BEGIN DATA FOR THIS EXERCISE

//! Translation service.
//!
//! Owns the quota contract: a request is only sent to the model when the
//! user has quota left, and quota is consumed only after a successful
//! translation. The per-user lock is held from the quota read to the
//! decrement, so two messages from the same user cannot both spend the
//! last unit.

use tracing::{error, info, warn};

use crate::ai::prompt::{self, Translation};
use crate::ai::{AiError, SharedGenerator};
use crate::database::{HistoryRecord, NewUserDefaults, SharedStore, StoreResult, UserRecord};
use crate::quota::{QuotaClock, QuotaTracker};
use crate::utils::char_len;

/// Result of one translation request.
#[derive(Debug, Clone, PartialEq, Eq)]
pub enum TranslateOutcome {
    /// Nothing to translate.
    Empty,
    /// Longer than the per-request limit. No quota consumed.
    TooLong { max_chars: usize },
    /// No quota left today.
    QuotaExhausted,
    /// No AI credentials configured.
    Unavailable,
    /// Store or model failure. No translation delivered.
    Failed,
    Translated {
        translation: Translation,
        remaining: u32,
    },
}

pub struct TranslationService {
    store: SharedStore,
    generator: SharedGenerator,
    tracker: QuotaTracker,
    clock: QuotaClock,
    defaults: NewUserDefaults,
    max_chars: usize,
}

impl TranslationService {
    pub fn new(
        store: SharedStore,
        generator: SharedGenerator,
        tracker: QuotaTracker,
        clock: QuotaClock,
        defaults: NewUserDefaults,
        max_chars: usize,
    ) -> Self {
        Self {
            store,
            generator,
            tracker,
            clock,
            defaults,
            max_chars,
        }
    }

    pub fn max_chars(&self) -> usize {
        self.max_chars
    }

    /// Load the user's row, creating it on first contact and rolling it
    /// over to the current quota day.
    pub async fn load_user(&self, user_id: u64, display_name: &str) -> StoreResult<UserRecord> {
        let _guard = self.tracker.lock_user(user_id).await;
        self.load_user_locked(user_id, display_name).await
    }

    /// Overwrite today's remaining quota for an existing user.
    ///
    /// Returns `false` if the user does not exist.
    pub async fn set_quota(&self, user_id: u64, quota: u32) -> StoreResult<bool> {
        let _guard = self.tracker.lock_user(user_id).await;
        self.store.set_quota(user_id, quota, self.clock.today()).await
    }

    /// Caller must hold the user's lock.
    async fn load_user_locked(&self, user_id: u64, display_name: &str) -> StoreResult<UserRecord> {
        let today = self.clock.today();
        let mut record = self
            .store
            .get_or_create(user_id, display_name, today, self.defaults)
            .await?;

        if record.refresh_for_day(today, self.defaults.daily_quota) {
            info!(
                "Refreshed quota for user {} to {} ({} trial days left)",
                user_id, record.daily_quota_remaining, record.remaining_trial_days
            );
            self.store.save(&record).await?;
        }

        Ok(record)
    }

    pub async fn translate(&self, user_id: u64, display_name: &str, text: &str) -> TranslateOutcome {
        let text = text.trim();
        if text.is_empty() {
            return TranslateOutcome::Empty;
        }
        if char_len(text) > self.max_chars {
            return TranslateOutcome::TooLong {
                max_chars: self.max_chars,
            };
        }

        let _guard = self.tracker.lock_user(user_id).await;

        let record = match self.load_user_locked(user_id, display_name).await {
            Ok(record) => record,
            Err(e) => {
                error!("Failed to load user {}: {}", user_id, e);
                return TranslateOutcome::Failed;
            }
        };

        if record.daily_quota_remaining == 0 {
            return TranslateOutcome::QuotaExhausted;
        }

        let raw = match self.generator.generate(&prompt::translation_prompt(text)).await {
            Ok(raw) => raw,
            Err(AiError::NotConfigured) => return TranslateOutcome::Unavailable,
            Err(e) => {
                warn!("Translation for user {} failed: {}", user_id, e);
                return TranslateOutcome::Failed;
            }
        };
        let translation = prompt::parse_translation(&raw);

        // The translation is only delivered once its unit is stored as spent.
        let remaining = match self.store.decrement_quota(user_id).await {
            Ok(Some(remaining)) => remaining,
            Ok(None) => return TranslateOutcome::QuotaExhausted,
            Err(e) => {
                error!("Failed to decrement quota for user {}: {}", user_id, e);
                return TranslateOutcome::Failed;
            }
        };
        self.tracker.record_translation(user_id);

        let entry = HistoryRecord::new(user_id, text, translation.lao.clone());
        if let Err(e) = self.store.append_history(&entry).await {
            warn!("Failed to append history for user {}: {}", user_id, e);
        }

        TranslateOutcome::Translated {
            translation,
            remaining,
        }
    }
}

#[cfg(test)]
pub(crate) mod tests {
    use std::sync::Arc;
    use std::sync::atomic::{AtomicUsize, Ordering};

    use std::sync::atomic::AtomicBool;

    use async_trait::async_trait;
    use chrono::{Duration, NaiveDate, NaiveTime};

    use super::*;
    use crate::ai::TextGenerator;
    use crate::database::{MemoryStore, RecordStore, StoreError};

    /// Generator that returns a canned reply, or fails when `fail` is set.
    pub(crate) struct StubGenerator {
        pub reply: String,
        pub fail: bool,
        pub calls: AtomicUsize,
    }

    impl StubGenerator {
        pub(crate) fn replying(reply: &str) -> Self {
            Self {
                reply: reply.to_string(),
                fail: false,
                calls: AtomicUsize::new(0),
            }
        }

        pub(crate) fn failing() -> Self {
            Self {
                fail: true,
                ..Self::replying("")
            }
        }
    }

    #[async_trait]
    impl TextGenerator for StubGenerator {
        async fn generate(&self, _prompt: &str) -> Result<String, AiError> {
            self.calls.fetch_add(1, Ordering::SeqCst);
            if self.fail {
                Err(AiError::EmptyResponse)
            } else {
                Ok(self.reply.clone())
            }
        }
    }

    const REPLY: &str = r#"{"lao":"ສະບາຍດີ","romanization":"sabaidee"}"#;

    fn service(store: Arc<MemoryStore>, generator: Arc<StubGenerator>) -> TranslationService {
        TranslationService::new(
            store,
            generator,
            QuotaTracker::new(),
            QuotaClock::new(7, NaiveTime::MIN),
            NewUserDefaults::default(),
            20,
        )
    }

    #[tokio::test]
    async fn test_successful_translation_consumes_one_unit() {
        let store = Arc::new(MemoryStore::new());
        let svc = service(store.clone(), Arc::new(StubGenerator::replying(REPLY)));

        let outcome = svc.translate(1, "Ana", "你好").await;
        match outcome {
            TranslateOutcome::Translated { translation, remaining } => {
                assert_eq!(translation.lao, "ສະບາຍດີ");
                assert_eq!(remaining, 2);
            }
            other => panic!("unexpected outcome: {:?}", other),
        }

        assert_eq!(store.get(1).await.unwrap().unwrap().daily_quota_remaining, 2);
        assert_eq!(store.recent_history(1, 10).await.unwrap().len(), 1);
        assert_eq!(svc.tracker.translations_for(1), 1);
    }

    #[tokio::test]
    async fn test_too_long_rejected_without_consuming_quota() {
        let store = Arc::new(MemoryStore::new());
        let generator = Arc::new(StubGenerator::replying(REPLY));
        let svc = service(store.clone(), generator.clone());

        let long = "一".repeat(21);
        assert_eq!(
            svc.translate(1, "Ana", &long).await,
            TranslateOutcome::TooLong { max_chars: 20 }
        );
        assert_eq!(generator.calls.load(Ordering::SeqCst), 0);
        assert!(store.get(1).await.unwrap().is_none());

        // Exactly at the limit is accepted.
        let exact = "一".repeat(20);
        assert!(matches!(
            svc.translate(1, "Ana", &exact).await,
            TranslateOutcome::Translated { .. }
        ));
    }

    #[tokio::test]
    async fn test_quota_exhaustion_never_goes_negative() {
        let store = Arc::new(MemoryStore::new());
        let generator = Arc::new(StubGenerator::replying(REPLY));
        let svc = service(store.clone(), generator.clone());

        let mut remaining = Vec::new();
        for _ in 0..3 {
            if let TranslateOutcome::Translated { remaining: r, .. } =
                svc.translate(1, "Ana", "你好").await
            {
                remaining.push(r);
            }
        }
        assert_eq!(remaining, vec![2, 1, 0]);

        for _ in 0..2 {
            assert_eq!(
                svc.translate(1, "Ana", "你好").await,
                TranslateOutcome::QuotaExhausted
            );
        }
        assert_eq!(generator.calls.load(Ordering::SeqCst), 3);
        assert_eq!(store.get(1).await.unwrap().unwrap().daily_quota_remaining, 0);
    }

    #[tokio::test]
    async fn test_concurrent_requests_do_not_overdraw() {
        let store = Arc::new(MemoryStore::new());
        let generator = Arc::new(StubGenerator::replying(REPLY));
        let svc = Arc::new(service(store.clone(), generator.clone()));

        let tasks: Vec<_> = (0..6)
            .map(|_| {
                let svc = svc.clone();
                tokio::spawn(async move { svc.translate(1, "Ana", "你好").await })
            })
            .collect();

        let mut translated = 0;
        for task in tasks {
            if matches!(task.await.unwrap(), TranslateOutcome::Translated { .. }) {
                translated += 1;
            }
        }
        assert_eq!(translated, 3);
        assert_eq!(generator.calls.load(Ordering::SeqCst), 3);
    }

    #[tokio::test]
    async fn test_model_failure_keeps_quota() {
        let store = Arc::new(MemoryStore::new());
        let svc = service(store.clone(), Arc::new(StubGenerator::failing()));

        assert_eq!(svc.translate(1, "Ana", "你好").await, TranslateOutcome::Failed);
        assert_eq!(store.get(1).await.unwrap().unwrap().daily_quota_remaining, 3);
        assert!(store.recent_history(1, 10).await.unwrap().is_empty());
    }

    #[tokio::test]
    async fn test_new_quota_day_restores_stored_quota() {
        let store = Arc::new(MemoryStore::new());
        let svc = service(store.clone(), Arc::new(StubGenerator::replying(REPLY)));
        let today = svc.clock.today();

        let mut record = UserRecord::new(1, "Ana", 0, 3, today - Duration::days(2));
        record.quota_date = Some(today - Duration::days(1));
        store.save(&record).await.unwrap();

        let outcome = svc.translate(1, "Ana", "你好").await;
        assert!(matches!(outcome, TranslateOutcome::Translated { remaining: 2, .. }));

        let stored = store.get(1).await.unwrap().unwrap();
        assert_eq!(stored.remaining_trial_days, 2);
        assert_eq!(stored.quota_date, Some(today));
    }

    #[tokio::test]
    async fn test_blank_text_is_ignored() {
        let store = Arc::new(MemoryStore::new());
        let svc = service(store.clone(), Arc::new(StubGenerator::replying(REPLY)));

        assert_eq!(svc.translate(1, "Ana", "   ").await, TranslateOutcome::Empty);
        assert!(store.get(1).await.unwrap().is_none());
    }

    /// Memory store whose first `save` is slow and whose decrement can fail.
    #[derive(Default)]
    struct FlakyStore {
        inner: MemoryStore,
        slow_first_save: bool,
        fail_decrement: bool,
        saved_once: AtomicBool,
    }

    #[async_trait]
    impl RecordStore for FlakyStore {
        fn name(&self) -> &'static str {
            "flaky"
        }

        async fn get(&self, user_id: u64) -> StoreResult<Option<UserRecord>> {
            self.inner.get(user_id).await
        }

        async fn save(&self, record: &UserRecord) -> StoreResult<()> {
            if self.slow_first_save && !self.saved_once.swap(true, Ordering::SeqCst) {
                tokio::time::sleep(std::time::Duration::from_millis(200)).await;
            }
            self.inner.save(record).await
        }

        async fn set_quota(&self, user_id: u64, quota: u32, today: NaiveDate) -> StoreResult<bool> {
            self.inner.set_quota(user_id, quota, today).await
        }

        async fn decrement_quota(&self, user_id: u64) -> StoreResult<Option<u32>> {
            if self.fail_decrement {
                return Err(StoreError::Malformed("write rejected".into()));
            }
            self.inner.decrement_quota(user_id).await
        }

        async fn list_users(&self) -> StoreResult<Vec<UserRecord>> {
            self.inner.list_users().await
        }

        async fn append_history(&self, entry: &HistoryRecord) -> StoreResult<()> {
            self.inner.append_history(entry).await
        }

        async fn recent_history(&self, user_id: u64, limit: usize) -> StoreResult<Vec<HistoryRecord>> {
            self.inner.recent_history(user_id, limit).await
        }
    }

    fn flaky_service(store: Arc<FlakyStore>) -> TranslationService {
        TranslationService::new(
            store,
            Arc::new(StubGenerator::replying(REPLY)),
            QuotaTracker::new(),
            QuotaClock::new(7, NaiveTime::MIN),
            NewUserDefaults::default(),
            20,
        )
    }

    /// Row from yesterday with nothing left, stored without touching the slow save.
    async fn seed_exhausted_yesterday(store: &FlakyStore, clock: &QuotaClock) {
        let today = clock.today();
        let mut record = UserRecord::new(1, "Ana", 0, 3, today - Duration::days(2));
        record.quota_date = Some(today - Duration::days(1));
        store.inner.save(&record).await.unwrap();
    }

    #[tokio::test]
    async fn test_rollover_from_profile_does_not_undo_a_decrement() {
        let store = Arc::new(FlakyStore {
            slow_first_save: true,
            ..Default::default()
        });
        let svc = flaky_service(store.clone());
        seed_exhausted_yesterday(&store, &svc.clock).await;

        let (loaded, outcome) = tokio::join!(svc.load_user(1, "Ana"), svc.translate(1, "Ana", "你好"));

        assert!(loaded.is_ok());
        assert!(matches!(outcome, TranslateOutcome::Translated { remaining: 2, .. }));
        assert_eq!(store.get(1).await.unwrap().unwrap().daily_quota_remaining, 2);
    }

    #[tokio::test]
    async fn test_rollover_does_not_overwrite_admin_override() {
        let store = Arc::new(FlakyStore {
            slow_first_save: true,
            ..Default::default()
        });
        let svc = flaky_service(store.clone());
        seed_exhausted_yesterday(&store, &svc.clock).await;

        let (loaded, updated) = tokio::join!(svc.load_user(1, "Ana"), svc.set_quota(1, 10));

        assert!(loaded.is_ok());
        assert!(updated.unwrap());
        assert_eq!(store.get(1).await.unwrap().unwrap().daily_quota_remaining, 10);
    }

    #[tokio::test]
    async fn test_failed_decrement_withholds_translation() {
        let store = Arc::new(FlakyStore {
            fail_decrement: true,
            ..Default::default()
        });
        let svc = flaky_service(store.clone());

        for _ in 0..5 {
            assert_eq!(svc.translate(1, "Ana", "你好").await, TranslateOutcome::Failed);
        }
        assert_eq!(store.get(1).await.unwrap().unwrap().daily_quota_remaining, 3);
        assert!(store.recent_history(1, 10).await.unwrap().is_empty());
        assert_eq!(svc.tracker.translations_for(1), 0);
    }
}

END DATA FOR THIS EXERCISE

• BRIEF:
Would you filter the entries above and keep each line that has the word "left"?

• RESULT OF THE TASK:
//! user has quota left, and quota is consumed only after a successful
    /// No quota left today.
                "Refreshed quota for user {} to {} ({} trial days left)",
    /// Row from yesterday with nothing left, stored without touching the slow save.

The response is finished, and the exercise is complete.